After soaring for months, stock prices for insurers such as UnitedHealth Group (UNH) and Aetna (AET) have lost altitude in recent weeks. Although the rollout of the glitch-plagued federal health-insurance website is partly to blame, it’s what lies ahead that has investors concerned. “There’s a whole host of operational questions about 2014,” says Thomas Carroll, a health-care analyst at Stifel Nicolaus (SF).
The exchanges are supposed to add about 7 million new taxpayer-subsidized customers to private insurers’ rolls in 2014, according to the Congressional Budget Office. Yet getting a true read on how enrollment is progressing is difficult given the technological breakdowns that have beset healthcare.gov and some of the state-run sites. Another concern for companies: The 2010 health law mandates cuts to Medicare Advantage plans, which are offered by private insurers that contract with the government to provide care to the elderly. It’s also unclear how much of a new tax on premiums carriers will be able to pass on to customers. In an Oct. 31 note to clients, analysts at Goldman Sachs (GS) projected that insurers will suffer underwriting losses in 2014 on customers who purchase their policies through the exchanges.
The murky future was a recurring theme in the most recent round of quarterly earnings calls. UnitedHealth, the largest medical insurer in the U.S., declined to raise its full-year forecast on Oct. 17, despite third-quarter profits that matched analysts’ estimates. The Minnetonka (Minn.)-based company left open the possibility that earnings could drop next year. Chief Executive Officer Stephen Hemsley told analysts he sees “limited potential” for lowering medical costs further and expects Medicare reimbursements to be a drag on results next year, because they’re not keeping up with rising expenses. The company’s 2014 forecast will straddle the range it’s given for 2013, he said.
WellPoint (WLP) CEO Joseph Swedish acknowledged in an Oct. 23 call with analysts that the rollout of the marketplaces has been “lumpy,” making it impossible to give an early read on enrollment. Chief Financial Officer Wayne DeVeydt suggested expectations for 2014 profit for the Indianapolis-based insurer may be below this year’s results.
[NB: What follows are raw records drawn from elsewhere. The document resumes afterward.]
//! Fundamental frequency tracking over a collection of Partials.
//!
//! At each query time the Partials that are sounding above an amplitude
//! floor contribute one spectral peak each (sinusoidal amplitude and
//! frequency), and [`F0Estimate`] picks the most likely fundamental.

use crate::f0::F0Estimate;
use parcial_core::{Error, LinearEnvelope, Partial, Result, SHORTEST_SAFE_FADE_TIME, partial_utils};
use tracing::debug;

/// Default refinement precision in Hz.
pub const DEFAULT_PRECISION: f64 = 0.1;

/// Default amplitude floor in dB relative to a full-scale sinusoid.
pub const DEFAULT_AMP_FLOOR_DB: f64 = -60.0;

/// Fundamental frequency estimator for sets of Partials.
///
/// # Example
///
/// ```rust
/// use parcial_analysis::FundamentalFromPartials;
/// use parcial_core::{Breakpoint, Partial};
///
/// let partials: Vec<Partial> = [200.0, 400.0, 600.0]
///     .iter()
///     .map(|&f| {
///         let mut p = Partial::new();
///         p.insert(0.0, Breakpoint::new(f, 0.1, 0.0, 0.0));
///         p.insert(1.0, Breakpoint::new(f, 0.1, 0.0, 0.0));
///         p
///     })
///     .collect();
///
/// let tracker = FundamentalFromPartials::default();
/// let est = tracker.estimate_at(&partials, 0.5, 150.0, 300.0).unwrap();
/// assert!((est.frequency() - 200.0).abs() < 0.1);
/// ```
#[derive(Debug, Clone, Copy, PartialEq)]
pub struct FundamentalFromPartials {
    precision: f64,
    amp_floor_db: f64,
}

impl Default for FundamentalFromPartials {
    fn default() -> Self {
        Self {
            precision: DEFAULT_PRECISION,
            amp_floor_db: DEFAULT_AMP_FLOOR_DB,
        }
    }
}

impl FundamentalFromPartials {
    /// Create a tracker refining estimates to `precision` Hz.
    ///
    /// # Errors
    ///
    /// Returns [`Error::InvalidArgument`] if `precision` is not positive.
    pub fn new(precision: f64) -> Result<Self> {
        if precision.is_nan() || precision <= 0.0 {
            return Err(Error::invalid_argument("F0 precision must be positive"));
        }
        Ok(Self {
            precision,
            ..Self::default()
        })
    }

    /// Set the amplitude floor in dB. Partials at or below it are ignored.
    ///
    /// # Errors
    ///
    /// Returns [`Error::InvalidArgument`] unless `db` is negative.
    pub fn with_amp_floor(mut self, db: f64) -> Result<Self> {
        if db.is_nan() || db >= 0.0 {
            return Err(Error::invalid_argument(
                "amplitude floor must be negative dB relative to a full-scale sinusoid",
            ));
        }
        self.amp_floor_db = db;
        Ok(self)
    }

    /// Refinement precision in Hz.
    pub fn precision(&self) -> f64 {
        self.precision
    }

    /// Amplitude floor in dB.
    pub fn amp_floor_db(&self) -> f64 {
        self.amp_floor_db
    }

    /// Amplitude floor as a linear amplitude.
    pub fn amp_floor(&self) -> f64 {
        10f64.powf(self.amp_floor_db / 20.0)
    }

    /// Sinusoidal amplitudes and frequencies of the Partials sounding at `t`.
    pub fn collect_peaks(&self, partials: &[Partial], t: f64) -> (Vec<f64>, Vec<f64>) {
        let floor = self.amp_floor();
        partials
            .iter()
            .filter_map(|p| {
                let a = p.amplitude_at_with_fade(t, SHORTEST_SAFE_FADE_TIME);
                (a > floor).then(|| {
                    let bw = p.bandwidth_at(t).clamp(0.0, 1.0);
                    ((1.0 - bw).sqrt() * a, p.frequency_at(t))
                })
            })
            .unzip()
    }

    /// Estimate the fundamental at time `t` within `[fmin, fmax]`.
    ///
    /// # Errors
    ///
    /// - [`Error::InvalidArgument`] if no Partial is above the floor at `t`.
    /// - [`Error::NoCandidate`] if the estimate lies within `precision` of
    ///   the range boundary, or no candidate lies in range.
    pub fn estimate_at(
        &self,
        partials: &[Partial],
        t: f64,
        fmin: f64,
        fmax: f64,
    ) -> Result<F0Estimate> {
        let (amps, freqs) = self.collect_peaks(partials, t);
        if amps.is_empty() {
            return Err(Error::invalid_argument(format!(
                "no Partial has significant energy at {t} s"
            )));
        }
        self.estimate(&amps, &freqs, fmin, fmax)
    }

    fn estimate(&self, amps: &[f64], freqs: &[f64], fmin: f64, fmax: f64) -> Result<F0Estimate> {
        let (lo, hi) = if fmin > fmax { (fmax, fmin) } else { (fmin, fmax) };
        let est = F0Estimate::new(amps, freqs, lo, hi, self.precision)?;
        // an estimate pinned to the range edge is the edge, not a peak
        let f = est.frequency();
        if f - lo < self.precision || hi - f < self.precision {
            return Err(Error::no_candidate(format!(
                "estimate {f:.3} Hz lies on the boundary of [{lo}, {hi}]"
            )));
        }
        Ok(est)
    }

    /// Build an envelope of fundamental estimates sampled every `interval`
    /// seconds from `t0` to `t1` inclusive.
    ///
    /// Times where nothing is sounding, or where no reliable estimate exists,
    /// are skipped.
    ///
    /// # Errors
    ///
    /// - [`Error::InvalidArgument`] if `interval` is not positive and
    ///   finite, or either end of the span is not finite.
    /// - [`Error::NoCandidate`] if no time produced an estimate.
    pub fn build_envelope(
        &self,
        partials: &[Partial],
        t0: f64,
        t1: f64,
        interval: f64,
        fmin: f64,
        fmax: f64,
    ) -> Result<LinearEnvelope> {
        if !interval.is_finite() || interval <= 0.0 {
            return Err(Error::invalid_argument("F0 sample interval must be positive"));
        }
        if !t0.is_finite() || !t1.is_finite() {
            return Err(Error::invalid_argument(format!(
                "F0 span must be finite, got {t0} to {t1} s"
            )));
        }
        let (t0, t1) = if t0 > t1 { (t1, t0) } else { (t0, t1) };

        let mut env = LinearEnvelope::new();
        let mut step = 0.0_f64;
        loop {
            let t = t0 + step * interval;
            if t > t1 {
                break;
            }
            let (amps, freqs) = self.collect_peaks(partials, t);
            if !amps.is_empty() {
                match self.estimate(&amps, &freqs, fmin, fmax) {
                    Ok(est) => env.insert(t, est.frequency()),
                    Err(e) => debug!("f0 at {t:.4} s skipped: {e}"),
                }
            }
            step += 1.0;
        }

        if env.is_empty() {
            return Err(Error::no_candidate(format!(
                "no reliable fundamental estimate between {t0} and {t1} s"
            )));
        }
        debug!("f0 envelope: {} estimates over {t0:.3}..{t1:.3} s", env.len());
        Ok(env)
    }

    /// [`build_envelope`](Self::build_envelope) over the time span of all
    /// the Partials.
    ///
    /// # Errors
    ///
    /// As [`build_envelope`](Self::build_envelope); also
    /// [`Error::InvalidArgument`] if every Partial is empty.
    pub fn build_envelope_over_span(
        &self,
        partials: &[Partial],
        interval: f64,
        fmin: f64,
        fmax: f64,
    ) -> Result<LinearEnvelope> {
        let (t0, t1) = partial_utils::time_span(partials)
            .ok_or_else(|| Error::invalid_argument("no Breakpoints to estimate from"))?;
        self.build_envelope(partials, t0, t1, interval, fmin, fmax)
    }
}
Aetna won’t be affected much by the problems with the exchanges, CEO Mark Bertolini told analysts during an Oct. 29 call. The Hartford-based company gets less than 3 percent of its revenue from the individual and small-group sales the marketplaces target. Still, problems with the federal website, which may not be fully functional until December, could deter so-called young invincibles from buying plans, Bertolini says. “The younger, healthier people aren’t likely going to give it more than one shot,” he says. That could lead to the industry’s worst-case scenario: a disproportionate number of sick consumers signing up, driving up expenses for carriers and customers.
It’s not hard to understand why high-flying insurance stocks stalled in October. Through September, a Standard & Poor’s (MHFI) index of the top 10 carriers had gained 35 percent for the year, about twice the return for the S&P 500. The shares rose as U.S. medical costs continued their slowdown since the 2009 recession and amid signs that implementation of Obamacare was moving smoothly. Since Oct. 1 the insurer index is down 2 percent, even as the broader market has risen. Jennifer Lynch, an analyst at BMO Capital Markets (BMO), suggests that investors may remain cautious until the outlook is clearer: “Everyone is focused on the moving parts for 2014.”